Namun ketika Iris berbalik. Ada dua orang wanita yang menghalangi langkahnya. Gadis itu lantas menaikkan sebelah alisnya dengan wajah bingung yang anggun.
"Kami kira Queen tidak terlalu akrab dengan orang lain. Tapi ternyata..." Salah seorang wanita itu melihat ke belakang Iris. Dimana Regil berada, "Dapat mengobrol dengan putra bangsawan yang terkenal dingin."
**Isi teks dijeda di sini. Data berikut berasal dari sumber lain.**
use thiserror::Error;

use crate::common::model::ObjectKey;

/// 调度引擎统一结果类型
///
/// 使用此别名可以简化函数签名：`fn do_something() -> Result<()>`
pub type Result<T> = std::result::Result<T, SchedulerError>;

/// 资源类别，用于错误信息与日志
#[derive(Debug, Clone, Copy, PartialEq, Eq)]
pub enum ResourceKind {
    Schedule,
    Experiment,
}

impl std::fmt::Display for ResourceKind {
    fn fmt(&self, f: &mut std::fmt::Formatter<'_>) -> std::fmt::Result {
        match self {
            ResourceKind::Schedule => f.write_str("Schedule"),
            ResourceKind::Experiment => f.write_str("Experiment"),
        }
    }
}

#[derive(Error, Debug)]
pub enum SchedulerError {
    // ==========================================
    // 1. 配置与启动错误 (Configuration & Startup)
    // ==========================================
    /// 配置错误
    ///
    /// - 触发场景: 解析 JSON 配置失败、参数校验不通过。
    /// - 后果: 引擎拒绝启动。
    #[error("Configuration error: {0}")]
    Config(String),

    /// 调度引擎已停机
    ///
    /// - 触发场景: 在 `shutdown()` 之后仍有组件尝试投递 Key。
    #[error("Scheduler is stopping, rejecting new work.")]
    SchedulerShutdown,

    // ==========================================
    // 2. 队列错误 (Queue)
    // ==========================================
    /// 工作队列已满 (背压保护)
    ///
    /// - 触发场景: 待处理 Key 数量达到 `queue_capacity`。
    /// - 处理: 丢弃本次投递，周期性 Resync 会补齐。
    #[error("Work queue is full (capacity: {0}). Backpressure triggered.")]
    QueueFull(usize),

    // ==========================================
    // 3. 存储交互错误 (Object Store)
    // ==========================================
    /// [核心] 乐观锁冲突 (Resource Version 不匹配)
    ///
    /// - 触发场景: 本轮 Reconcile 读取对象之后，另一个参与者修改了它。
    /// - 处理: 放弃本轮，按退避重新入队，从最新状态重新计算。绝不盲目重试写入。
    #[error("Conflict on {kind} {key}: expected version {expected}, found {actual}.")]
    Conflict {
        kind: ResourceKind,
        key: ObjectKey,
        expected: u64,
        actual: u64,
    },

    /// 对象不存在
    #[error("{kind} {key} not found.")]
    NotFound { kind: ResourceKind, key: ObjectKey },

    /// 对象已存在 (创建冲突)
    ///
    /// - 对确定性命名的实验实例而言，这代表上一轮已经创建成功，视为成功。
    #[error("{kind} {key} already exists.")]
    AlreadyExists { kind: ResourceKind, key: ObjectKey },

    /// 违反不可变约束 (例如修改已写入的 finished_at)
    #[error("Immutable field violated on {kind} {key}: {field}")]
    Immutable {
        kind: ResourceKind,
        key: ObjectKey,
        field: &'static str,
    },

    /// 存储暂不可用 (网络抖动、后端重启)
    #[error("Object store unavailable: {0}")]
    StoreUnavailable(String),

    /// 外部存储实现的任意错误 (Anyhow 包装)
    #[error("Object store failure: {0}")]
    Store(#[source] anyhow::Error),

    /// 序列化/反序列化失败
    #[error("Serialization failed: {0}")]
    Serialization(#[from] serde_json::Error),

    /// 通用 IO 错误
    #[error("IO operation failed: {0}")]
    Io(#[from] std::io::Error),

    // ==========================================
    // 4. 调度逻辑错误 (Scheduling)
    // ==========================================
    /// 触发表达式无效
    ///
    /// - 触发场景: Schedule 的 cron 表达式无法解析，或时区名称未知。
    /// - 后果: 在 Spec 被修正之前，该 Schedule 不再做触发计算 (以 Condition 形式暴露)。
    #[error("Invalid schedule expression '{expr}': {reason}")]
    InvalidExpression { expr: String, reason: String },

    /// 实验模板无效
    #[error("Invalid experiment template: {0}")]
    InvalidTemplate(String),

    /// Reconcile 过程中发生 Panic
    #[error("Reconcile of {0} panicked: {1}")]
    ReconcilePanic(ObjectKey, String),
}

impl SchedulerError {
    /// 判断该错误是否值得重试 (Retryable)
    ///
    /// - 返回 `true`: 暂时性故障 (冲突、存储抖动、背压)。Driver 应按退避重新入队。
    /// - 返回 `false`: 永久性故障 (配置错误、表达式错误、数据损坏)。重试无意义。
    pub fn is_retryable(&self) -> bool {
        match self {
            // --- 可以重试的情况 ---
            SchedulerError::Conflict { .. } => true,
            SchedulerError::StoreUnavailable(_) => true,
            SchedulerError::Store(_) => true,
            SchedulerError::Io(_) => true,
            SchedulerError::QueueFull(_) => true,
            // Panic 可能由瞬时数据触发，给它一次带退避的机会
            SchedulerError::ReconcilePanic(..) => true,

            // --- 不可重试的情况 ---
            SchedulerError::Config(_) => false,
            SchedulerError::InvalidExpression { .. } => false,
            SchedulerError::InvalidTemplate(_) => false,
            SchedulerError::Serialization(_) => false,
            SchedulerError::Immutable { .. } => false,
            // NotFound / AlreadyExists 由调用方按语义吸收，不走重试
            SchedulerError::NotFound { .. } => false,
            SchedulerError::AlreadyExists { .. } => false,
            SchedulerError::SchedulerShutdown => false,
        }
    }

    /// 是否为乐观锁冲突
    pub fn is_conflict(&self) -> bool {
        matches!(self, SchedulerError::Conflict { .. })
    }

    /// 是否为对象不存在
    pub fn is_not_found(&self) -> bool {
        matches!(self, SchedulerError::NotFound { .. })
    }

    /// 是否为创建冲突
    pub fn is_already_exists(&self) -> bool {
        matches!(self, SchedulerError::AlreadyExists { .. })
    }
}

#[cfg(test)]
mod tests {
    use super::*;

    fn key() -> ObjectKey {
        ObjectKey::new("default", "nightly")
    }

    #[test]
    fn conflict_is_retryable() {
        let err = SchedulerError::Conflict {
            kind: ResourceKind::Schedule,
            key: key(),
            expected: 3,
            actual: 4,
        };
        assert!(err.is_retryable());
        assert!(err.is_conflict());
        assert_eq!(
            err.to_string(),
            "Conflict on Schedule default/nightly: expected version 3, found 4."
        );
    }

    #[test]
    fn invalid_expression_is_terminal() {
        let err = SchedulerError::InvalidExpression {
            expr: "not a cron".into(),
            reason: "bad field".into(),
        };
        assert!(!err.is_retryable());
    }

    #[test]
    fn not_found_is_absorbed_not_retried() {
        let err = SchedulerError::NotFound {
            kind: ResourceKind::Experiment,
            key: key(),
        };
        assert!(err.is_not_found());
        assert!(!err.is_retryable());
    }
}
"Apa aku mengenal kalian?" tanya Iris heran. Kedua wanita itu mengatakan seakan begitu mengenal dirinya. Sok kenal sok dekat banget! Mana nggak ada hormatnya sama sekali sama ratu sendiri pikir Iris sebal.
"Ah, ya. Saya Mia istri tertua Robert. Mama almarhum selir Maria." Wanita itu menyodorkan tangannya. Tetapi Iris hanya melihatnya tanpa minat.
Sontak Mia menarik tangannya kembali dengan wajah malu. Jelas sekali dia tersinggung dengan sikap Iris. Sebelumnya tidak ada berani yang seperti itu kepadanya.
"Saya Rosella, istri dari tetua Afen. Sekaligus Mama dari selir Fiona." ucap Rosella dengan senyum manis. Wanita itu menyodorkan tangannya. "Bukankah tidak sopan jika tidak membalas uluran tangan seseorang, Queen."
Iris tersenyum kecil tanpa rasa tersinggung. Mata Gadis itu terlihat tenang namun ada binaran malas didalamnya. "Moodku sedang buruk. Jadi daripada aku meremukkan tulang jari kalian. Akan lebih baik jika tidak membalas saja."
Rosella lantas menarik kembali uluran tangannya. Dalam hati wanita itu menggeram karena sedikit tersinggung mendengar perkataan Iris. Sombong sekali wanita ini pikirnya kesal. Tentu saja lebih baik putrinya yang berpendidikan tinggi dan dari bangsawan kelas atas.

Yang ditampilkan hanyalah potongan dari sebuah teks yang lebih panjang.